Certifications for "Thank You [Not So Bad]"
| Region | Certification | Certified units/sales |
| Australia (ARIA) | Gold | 35,000^{‡} |
| Brazil (Pro-Música Brasil) | Gold | 20,000^{‡} |
| Canada (Music Canada) | Gold | 40,000^{‡} |
| Denmark (IFPI Danmark) | Gold | 45,000^{‡} |
| Germany (BVMI) | Gold | 200,000^{‡} |
| Poland (ZPAV) | Gold | 25,000^{‡} |
^{‡} Sales+streaming figures based on certification alone.

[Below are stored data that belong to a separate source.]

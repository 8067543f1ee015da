//! Disk and NIC attachment.
//!
//! Attachments run strictly after VM creation, in document order, one
//! at a time. A NIC attachment has to walk the engine's object graph
//! first: the VM's cluster owns a data center, the data center owns the
//! candidate networks, and the NIC itself is bound to a vNIC profile
//! resolved by name. Any miss along that chain fails the entry with an
//! `Attachment` error; it never attaches with a null profile.

use crate::engine::EngineClient;
use crate::error::{OvirtError, OvirtResult};
use crate::types::{
    ClusterRecord, DataCenterList, DiskAttachmentBody, DiskPlan, NetworkList, NicBody, NicPlan,
    VmRecord, VnicProfileList, VnicProfileRef,
};

/// Attachment operations backed by an [`EngineClient`].
pub struct Attacher<'a> {
    client: &'a EngineClient,
}

impl<'a> Attacher<'a> {
    pub fn new(client: &'a EngineClient) -> Self {
        Self { client }
    }

    /// Attach one disk. Size is converted GiB → bytes inside the wire
    /// body; the storage domain is referenced by name and resolved by
    /// the engine.
    pub async fn attach_disk(&self, vm_id: &str, disk: &DiskPlan) -> OvirtResult<()> {
        let body = DiskAttachmentBody::from_plan(disk);
        log::debug!(
            "Attaching disk '{}' ({} GiB, {}) to VM {vm_id}",
            disk.name,
            disk.provisioned_size_gib,
            disk.format.as_api_str()
        );
        self.client
            .post::<_, serde_json::Value>(&format!("/vms/{vm_id}/diskattachments"), &body)
            .await
            .map_err(|e| {
                OvirtError::attachment(format!(
                    "disk \"{}\" could not be attached: {}",
                    disk.name, e.message
                ))
            })?;
        Ok(())
    }

    /// Attach one NIC, resolving cluster → data center → network →
    /// vNIC profile by exact names.
    pub async fn attach_nic(&self, vm: &VmRecord, nic: &NicPlan) -> OvirtResult<()> {
        let entry_err = |msg: String| {
            OvirtError::attachment(format!("NIC \"{}\": {msg}", nic.nic_name))
        };

        let cluster_ref = vm
            .cluster
            .as_ref()
            .ok_or_else(|| entry_err(format!("VM \"{}\" reports no cluster", vm.name)))?;
        let cluster: ClusterRecord = self
            .client
            .get(&format!("/clusters/{}", cluster_ref.id))
            .await
            .map_err(|e| entry_err(format!("cannot resolve cluster: {}", e.message)))?;

        let dc_query = format!("Clusters.name={}", cluster.name);
        let dcs: DataCenterList = self
            .client
            .get_with_params("/datacenters", &[("search", dc_query.as_str())])
            .await
            .map_err(|e| entry_err(format!("cannot resolve data center: {}", e.message)))?;
        let dc = dcs.data_centers.into_iter().next().ok_or_else(|| {
            entry_err(format!("no data center owns cluster \"{}\"", cluster.name))
        })?;

        let networks: NetworkList = self
            .client
            .get(&format!("/datacenters/{}/networks", dc.id))
            .await
            .map_err(|e| entry_err(format!("cannot list networks: {}", e.message)))?;
        let network = networks
            .networks
            .into_iter()
            .find(|n| n.name == nic.network_name)
            .ok_or_else(|| {
                entry_err(format!(
                    "network \"{}\" not found in data center \"{}\"",
                    nic.network_name, dc.name
                ))
            })?;

        let profiles: VnicProfileList = self
            .client
            .get("/vnicprofiles")
            .await
            .map_err(|e| entry_err(format!("cannot list vNIC profiles: {}", e.message)))?;
        let profile = profiles
            .profiles
            .into_iter()
            .find(|p| p.name == nic.network_name)
            .ok_or_else(|| {
                entry_err(format!(
                    "no vNIC profile named \"{}\" is visible to this session",
                    nic.network_name
                ))
            })?;

        log::debug!(
            "Attaching NIC '{}' (network '{}', profile {}) to VM {}",
            nic.nic_name,
            network.name,
            profile.id,
            vm.id
        );
        let body = NicBody {
            name: nic.nic_name.clone(),
            description: nic.description.clone(),
            vnic_profile: VnicProfileRef { id: profile.id },
        };
        self.client
            .post::<_, serde_json::Value>(&format!("/vms/{}/nics", vm.id), &body)
            .await
            .map_err(|e| entry_err(format!("engine rejected the NIC: {}", e.message)))?;
        Ok(())
    }
}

===Other notable versions===
- In 2016, Barbadian singer Rihanna interpolated "Thank You" on her song "Never Ending" from her eighth album Anti.
- In 2016, Puerto Rican singers Kendo Kaponi and Anuel AA released the single "Me contagié", which covers the chorus of "Thank You" and partially adapted the lyrics in Spanish, sung by Anuel AA.

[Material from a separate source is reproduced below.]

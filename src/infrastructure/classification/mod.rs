//! Classifier implementations

mod llm_classifier;

pub use llm_classifier::{LlmPackageClassifier, CLASSIFICATION_MAX_TOKENS};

- In 2022, Peruvian DJ Tito Silva Music and singer Tefi C. released a parody of "Thank You" and "Stan" called "Mi Bebito Fiu Fiu", related to an alleged case of infidelity of former President Martín Vizcarra. On 8 July 2022, Tito Silva took down his parody from his YouTube channel and streaming platforms at the behest of the copyright owners due to its political tone.
- In 2023, Belgian DJ duo Dimitri Vegas & Like Mike, Dutch DJ Tiësto and Dutch DJ duo W&W released a remake of Dido's song called "Thank You (Not So Bad)".

==Legacy==
In an interview on BBC Radio 3 in 2005, The Duchess of Kent, who worked as a classical music teacher after relinquishing royal duties, chose "Thank You" as one of her favourite pieces.

In April 2007, it was also voted number 57 in the BBC's list of the "Most Annoying Pop Songs We Hate to Love".